About
Designer: Hans J. Wegner(ハンス・J・ウェグナー)
Manufacturer: GETAMA(ゲタマ)
Year: 1952
Material: Beech or Oak, Upholstered
Size: W1260 × D740 × H710 mm
Story
GE233は、1952年にハンス・J・ウェグナーがGETAMAのためにデザインした二人掛けソファです。ウェグナーが本格的に量産体制を持つメーカーと協業を深めていく時期に生まれたモデルであり、工芸的完成度と工業生産の合理性が明確に統合された作品と位置づけられます。
本作のデザインは、明快なフレーム構成に特徴があります。無垢材による骨格は、緩やかに傾斜する脚部と水平性の高いアームラインによって構成され、直線を基調としながらも要所に柔らかな曲線が与えられています。構造線そのものが造形となる設計であり、装飾に依存しない美しさが成立しています。

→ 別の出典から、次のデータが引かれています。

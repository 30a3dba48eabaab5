//! Bollinger Bands: moving average +/- k population standard deviations.
//!
//! Three bands (separate Indicator instances):
//! - Middle: SMA(close, period)
//! - Upper: middle + k * stddev(close, period)
//! - Lower: middle - k * stddev(close, period)
//!
//! Uses population stddev (divide by N).
//! Offset: period - 1.

use super::{moving_average, Indicator};
use crate::domain::series::population_std;
use crate::domain::BarSeries;

/// Which band of the Bollinger Bands to compute.
#[derive(Debug, Clone, Copy, PartialEq, Eq)]
pub enum BollingerBand {
    Upper,
    Middle,
    Lower,
}

#[derive(Debug, Clone)]
pub struct Bollinger {
    period: usize,
    k: f64,
    band: BollingerBand,
    name: String,
}

impl Bollinger {
    fn with_band(period: usize, k: f64, band: BollingerBand) -> Self {
        assert!(period >= 1, "Bollinger period must be >= 1");
        let label = match band {
            BollingerBand::Upper => "upper",
            BollingerBand::Middle => "middle",
            BollingerBand::Lower => "lower",
        };
        Self {
            period,
            k,
            band,
            name: format!("bollinger_{label}_{period}_{k}"),
        }
    }

    pub fn upper(period: usize, k: f64) -> Self {
        Self::with_band(period, k, BollingerBand::Upper)
    }

    pub fn middle(period: usize, k: f64) -> Self {
        Self::with_band(period, k, BollingerBand::Middle)
    }

    pub fn lower(period: usize, k: f64) -> Self {
        Self::with_band(period, k, BollingerBand::Lower)
    }
}

impl Indicator for Bollinger {
    fn name(&self) -> &str {
        &self.name
    }

    fn offset(&self) -> usize {
        self.period - 1
    }

    fn compute(&self, bars: &BarSeries) -> Vec<f64> {
        let bands = bollinger(&bars.closes(), self.period, self.k);
        match self.band {
            BollingerBand::Upper => bands.upper,
            BollingerBand::Middle => bands.middle,
            BollingerBand::Lower => bands.lower,
        }
    }
}

/// All three bands over the same trailing windows.
#[derive(Debug, Clone, PartialEq)]
pub struct BollingerBands {
    pub upper: Vec<f64>,
    pub middle: Vec<f64>,
    pub lower: Vec<f64>,
}

pub fn bollinger(values: &[f64], period: usize, k: f64) -> BollingerBands {
    let middle = moving_average(values, period);
    let widths: Vec<f64> = if middle.is_empty() {
        Vec::new()
    } else {
        values
            .windows(period)
            .map(|w| k * population_std(w))
            .collect()
    };
    let upper = middle.iter().zip(&widths).map(|(m, w)| m + w).collect();
    let lower = middle.iter().zip(&widths).map(|(m, w)| m - w).collect();
    BollingerBands {
        upper,
        middle,
        lower,
    }
}

#[cfg(test)]
mod tests {
    use super::*;
    use crate::indicators::{assert_approx, make_bars, DEFAULT_EPSILON};

    #[test]
    fn bands_known_values() {
        // Window [2, 4, 4, 4, 5, 5, 7, 9]: mean 5, population std 2.
        let values = [2.0, 4.0, 4.0, 4.0, 5.0, 5.0, 7.0, 9.0];
        let bands = bollinger(&values, 8, 2.0);
        assert_eq!(bands.middle.len(), 1);
        assert_approx(bands.middle[0], 5.0, DEFAULT_EPSILON);
        assert_approx(bands.upper[0], 9.0, DEFAULT_EPSILON);
        assert_approx(bands.lower[0], 1.0, DEFAULT_EPSILON);
    }

    #[test]
    fn constant_series_collapses_bands() {
        let bands = bollinger(&[50.0; 10], 4, 2.0);
        assert_eq!(bands.upper.len(), 7);
        for i in 0..7 {
            assert_approx(bands.upper[i], 50.0, DEFAULT_EPSILON);
            assert_approx(bands.lower[i], 50.0, DEFAULT_EPSILON);
        }
    }

    #[test]
    fn indicator_selects_band() {
        let bars = make_bars(&[10.0, 12.0, 11.0, 13.0, 12.0]);
        let upper = Bollinger::upper(3, 2.0).compute(&bars);
        let middle = Bollinger::middle(3, 2.0).compute(&bars);
        let lower = Bollinger::lower(3, 2.0).compute(&bars);
        for i in 0..3 {
            assert!(upper[i] >= middle[i] && middle[i] >= lower[i]);
            assert_approx(upper[i] - middle[i], middle[i] - lower[i], DEFAULT_EPSILON);
        }
        assert_eq!(Bollinger::upper(20, 2.0).name(), "bollinger_upper_20_2");
    }

    #[test]
    fn short_input_yields_empty_bands() {
        let bands = bollinger(&[1.0, 2.0], 5, 2.0);
        assert!(bands.upper.is_empty() && bands.lower.is_empty());
    }
}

構造面では、木部フレームとルーズクッションを明確に分離した構成が採用されています。座面と背にはスプリング構造が用いられ、身体を面で受け止める安定した支持性を確保しています。これはGETAMAが長年培ってきたマットレス製造技術を背景とするものであり、快適性を設計段階から組み込んだ構成です。
素材にはブナまたはオークの無垢材が使用され、木部は面取りや曲面加工によって触感にも配慮されています。張地はクッション構造と一体で機能し、木部との対比によって軽快な印象を生み出します。視覚的な軽さと実際の剛性が両立している点も本作の重要な特徴です。
GE233は、デンマーク・モダンが掲げた「誠実な構造と長く使われる家具」という理念を体現しています。デザイン、構造、製造背景が一体となったこのソファは、ウェグナーとGETAMAの協業初期を象徴するモデルとして、今日においても高い評価を受け続けています。